What you will do
In the data that follows, find each line containing "AudioBuffer" and copy it.

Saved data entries
=-=-=-=-=

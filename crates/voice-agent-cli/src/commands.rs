pub mod inspect;
pub mod text;
pub mod tools;
pub mod voice;

use anyhow::{Context, Result};
use std::path::Path;
use std::sync::Arc;
use voice_agent::audio::AudioBuffer;
use voice_agent::providers::openai::OpenAiProvider;
use voice_agent::speech::OpenAiSpeech;
use voice_agent::tools::{PasswordResetTool, ToolRegistry};
use voice_agent::{Agent, TextChannel};

use crate::configuration::Settings;

/// Registry shared by every agent in the process
pub fn build_registry() -> Arc<ToolRegistry> {
    let mut registry = ToolRegistry::new();
    registry.register(PasswordResetTool::default());
    Arc::new(registry)
}

pub fn build_agent(settings: &Settings) -> Result<Agent> {
    let provider = OpenAiProvider::new(settings.provider_config())?;
    let agent = Agent::new(
        Box::new(provider),
        build_registry(),
        settings.agent_config()?,
    )?;
    Ok(agent)
}

pub fn build_channel(settings: &Settings) -> Result<TextChannel> {
    let speech = Arc::new(OpenAiSpeech::new(settings.speech_config())?);
    Ok(TextChannel::new(
        speech.clone(),
        speech,
        settings.channel_config()?,
    ))
}

pub async fn write_audio(path: &Path, audio: &AudioBuffer) -> Result<()> {
    tokio::fs::write(path, audio.as_bytes())
        .await
        .with_context(|| format!("Failed to write audio to {}", path.display()))
}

=-=-=-=-=

Your response
use voice_agent::audio::AudioBuffer;
pub async fn write_audio(path: &Path, audio: &AudioBuffer) -> Result<()> {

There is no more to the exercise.